(Exercise aim):
Examine each line of the data. Copy those that contain the string "CreateOrderItem".

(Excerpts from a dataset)
//! Order lifecycle: creation from a cart and status transitions, both
//! writing their outbox event in the same transaction as the row mutation.
//!
//! Stock checks here are advisory only — the authoritative check happens in
//! `inventory-engine` when a reservation is actually placed. Rejecting an
//! order at creation time for stock that moves again before reservation is
//! a deliberately accepted race; the alternative is holding stock locks
//! across an HTTP request.

use std::sync::Arc;

use chrono::Utc;
use domain::{Order, OrderItem, OrderStatus};
use error_types::{ServiceError, ServiceResult};
use event_schema::{OrderCreatedPayload, OrderItemSnapshot, OrderPaidPayload, OrderUpdatedPayload};
use rust_decimal::Decimal;
use sqlx::PgPool;
use store::{OrderRepository, VariantRepository};
use transactional_outbox::{publish_event, OutboxRepository};
use uuid::Uuid;

pub struct CreateOrderItem {
    pub sku: String,
    pub quantity: i32,
    pub discount_amount: Decimal,
}

pub struct CreateOrderRequest {
    pub user_id: Uuid,
    pub items: Vec<CreateOrderItem>,
    pub promotion_code: Option<String>,
    pub idempotency_key: Option<String>,
}

/// Orchestrates order creation and lifecycle transitions against `store`,
/// emitting the matching outbox event inside the same transaction.
pub struct OrderEngine<R: OutboxRepository> {
    orders: OrderRepository,
    variants: VariantRepository,
    pool: PgPool,
    outbox: Arc<R>,
}

impl<R: OutboxRepository> OrderEngine<R> {
    pub fn new(pool: PgPool, outbox: Arc<R>) -> Self {
        Self {
            orders: OrderRepository::new(pool.clone()),
            variants: VariantRepository::new(pool.clone()),
            pool,
            outbox,
        }
    }

    /// Create an order from a cart. Replaying the same `idempotency_key`
    /// returns the existing order without writing a second outbox event.
    pub async fn create(&self, req: CreateOrderRequest) -> ServiceResult<Order> {
        if req.items.is_empty() {
            return Err(ServiceError::InvalidInput {
                message: "order must contain at least one item".to_string(),
            });
        }

        if let Some(key) = &req.idempotency_key {
            if let Some(existing) = self
                .orders
                .find_by_idempotency_key(key)
                .await
                .map_err(to_service_error)?
            {
                return Ok(existing);
            }
        }

        let skus: Vec<String> = req.items.iter().map(|i| i.sku.clone()).collect();
        let variants = self
            .variants
            .find_by_skus(&skus)
            .await
            .map_err(to_service_error)?;
        if variants.len() != skus.iter().collect::<std::collections::HashSet<_>>().len() {
            return Err(ServiceError::InvalidInput {
                message: "one or more SKUs do not exist".to_string(),
            });
        }
        let by_sku: std::collections::HashMap<&str, &domain::ProductVariant> =
            variants.iter().map(|v| (v.sku.as_str(), v)).collect();

        let currency = variants[0].currency.clone();
        if variants.iter().any(|v| v.currency != currency) {
            return Err(ServiceError::InvalidInput {
                message: "order items span more than one currency".to_string(),
            });
        }

        let order_id = Uuid::new_v4();
        let mut order_items = Vec::with_capacity(req.items.len());
        let mut subtotal = Decimal::ZERO;
        let mut discount = Decimal::ZERO;

        for item in &req.items {
            if item.quantity <= 0 {
                return Err(ServiceError::InvalidInput {
                    message: format!("quantity for {} must be positive", item.sku),
                });
            }
            let variant = by_sku.get(item.sku.as_str()).expect("checked above");
            if variant.stock < item.quantity {
                return Err(ServiceError::InsufficientStock {
                    variant_id: variant.id,
                    requested: item.quantity,
                    available: variant.stock,
                });
            }

            let line_total = variant.price * Decimal::from(item.quantity);
            subtotal += line_total;
            discount += item.discount_amount;

            order_items.push(OrderItem {
                id: Uuid::new_v4(),
                order_id,
                variant_id: variant.id,
                sku: item.sku.clone(),
                quantity: item.quantity,
                unit_price: variant.price,
                total_price: line_total - item.discount_amount,
                discount_amount: item.discount_amount,
                attributes: variant.attributes.clone(),
            });
        }

        let tax = Decimal::ZERO;
        let shipping = Decimal::ZERO;
        let total = subtotal - discount + tax + shipping;
        let now = Utc::now();

        let order = Order {
            id: order_id,
            user_id: req.user_id,
            status: OrderStatus::Created,
            subtotal,
            discount,
            tax,
            shipping,
            total,
            currency: currency.clone(),
            idempotency_key: req.idempotency_key.clone(),
            promotion_code: req.promotion_code.clone(),
            cancelled_reason: None,
            created_at: now,
            updated_at: now,
        };

        let payload = OrderCreatedPayload {
            order_id,
            user_id: req.user_id,
            total_amount: total,
            currency,
            items: order_items
                .iter()
                .map(|i| OrderItemSnapshot {
                    variant_id: i.variant_id,
                    sku: i.sku.clone(),
                    quantity: i.quantity,
                    unit_price: i.unit_price,
                    total_price: i.total_price,
                    discount_amount: i.discount_amount,
                })
                .collect(),
            idempotency_key: order.idempotency_key.clone(),
        };

        let mut tx = self.pool.begin().await.map_err(ServiceError::from)?;
        OrderRepository::create(&mut tx, &order, &order_items)
            .await
            .map_err(to_service_error)?;
        publish_event!(
            &mut tx,
            self.outbox,
            "order-engine",
            OrderCreatedPayload::TYPE,
            serde_json::to_value(&payload).map_err(|e| ServiceError::fatal(e.to_string()))?
        )
        .map_err(|e| ServiceError::fatal(e.to_string()))?;
        tx.commit().await.map_err(ServiceError::from)?;

        Ok(order)
    }

    /// Move an order to `new_status`, rejecting transitions the lifecycle
    /// table doesn't allow. `payment_id` is required (and only used) when
    /// transitioning to `PAID`, to emit `order.paid.v1` alongside
    /// `order.updated.v1`.
    pub async fn update_status(
        &self,
        id: Uuid,
        new_status: OrderStatus,
        reason: Option<String>,
        payment_id: Option<Uuid>,
    ) -> ServiceResult<Order> {
        let mut tx = self.pool.begin().await.map_err(ServiceError::from)?;

        let current = OrderRepository::lock_for_update(&mut tx, id)
            .await
            .map_err(to_service_error)?;

        if !current.status.can_transition_to(new_status) {
            return Err(ServiceError::InvalidTransition {
                from: current.status.to_string(),
                to: new_status.to_string(),
            });
        }

        let cancelled_reason = if new_status == OrderStatus::Cancelled {
            reason.as_deref()
        } else {
            None
        };
        OrderRepository::update_status(&mut tx, id, new_status, cancelled_reason)
            .await
            .map_err(to_service_error)?;

        let updated_payload = OrderUpdatedPayload {
            order_id: id,
            user_id: current.user_id,
            old_status: current.status.as_str().to_string(),
            new_status: new_status.as_str().to_string(),
            reason: reason.clone(),
        };
        publish_event!(
            &mut tx,
            self.outbox,
            "order-engine",
            OrderUpdatedPayload::TYPE,
            serde_json::to_value(&updated_payload).map_err(|e| ServiceError::fatal(e.to_string()))?
        )
        .map_err(|e| ServiceError::fatal(e.to_string()))?;

        if new_status == OrderStatus::Paid {
            if let Some(payment_id) = payment_id {
                let paid_payload = OrderPaidPayload {
                    order_id: id,
                    payment_id,
                    reconciled: None,
                };
                publish_event!(
                    &mut tx,
                    self.outbox,
                    "order-engine",
                    OrderPaidPayload::TYPE,
                    serde_json::to_value(&paid_payload).map_err(|e| ServiceError::fatal(e.to_string()))?
                )
                .map_err(|e| ServiceError::fatal(e.to_string()))?;
            }
        }

        tx.commit().await.map_err(ServiceError::from)?;

        Ok(Order {
            status: new_status,
            cancelled_reason: cancelled_reason.map(str::to_string).or(current.cancelled_reason),
            updated_at: Utc::now(),
            ..current
        })
    }
}

fn to_service_error(err: store::StoreError) -> ServiceError {
    match err {
        store::StoreError::NotFound(id) => ServiceError::NotFound {
            resource: "order",
            id: id.to_string(),
        },
        store::StoreError::NotFoundByIntentId(intent_id) => ServiceError::NotFound {
            resource: "order",
            id: intent_id,
        },
        store::StoreError::Conflict(id) => ServiceError::Conflict {
            message: format!("conflicting write on {id}"),
        },
        store::StoreError::DatabaseError(e) => ServiceError::from(e),
        store::StoreError::SerializationError(e) => ServiceError::fatal(e.to_string()),
    }
}

#[cfg(test)]
mod tests {
    use super::*;

    #[tokio::test]
    async fn rejects_empty_order() {
        struct NullOutbox;

        #[async_trait::async_trait]
        impl OutboxRepository for NullOutbox {
            async fn write_event(
                &self,
                _tx: &mut sqlx::Transaction<'_, sqlx::Postgres>,
                _topic: &str,
                _event: &event_schema::EventEnvelope,
            ) -> transactional_outbox::OutboxResult<Uuid> {
                unreachable!("create() must reject before touching the database")
            }

            async fn claim_batch(
                &self,
                _limit: i32,
            ) -> transactional_outbox::OutboxResult<Vec<transactional_outbox::OutboxRecord>> {
                unreachable!()
            }

            async fn mark_sent(&self, _id: Uuid) -> transactional_outbox::OutboxResult<()> {
                unreachable!()
            }

            async fn mark_failed(&self, _id: Uuid) -> transactional_outbox::OutboxResult<()> {
                unreachable!()
            }

            async fn dlq_rows(
                &self,
                _max_attempts: i32,
                _limit: i32,
            ) -> transactional_outbox::OutboxResult<Vec<transactional_outbox::OutboxRecord>> {
                unreachable!()
            }

            async fn pending_stats(&self) -> transactional_outbox::OutboxResult<(i64, i64)> {
                unreachable!()
            }
        }

        let req = CreateOrderRequest {
            user_id: Uuid::new_v4(),
            items: vec![],
            promotion_code: None,
            idempotency_key: None,
        };

        // No live pool is needed: an empty item list is rejected before any
        // query runs, so a pool that would panic on use never gets touched.
        let pool = sqlx::PgPool::connect_lazy("postgres://localhost/nonexistent").unwrap();
        let engine = OrderEngine::new(pool, Arc::new(NullOutbox));

        let err = engine.create(req).await.unwrap_err();
        assert!(matches!(err, ServiceError::InvalidInput { .. }));
    }
}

(Task answer):
pub struct CreateOrderItem {
    pub items: Vec<CreateOrderItem>,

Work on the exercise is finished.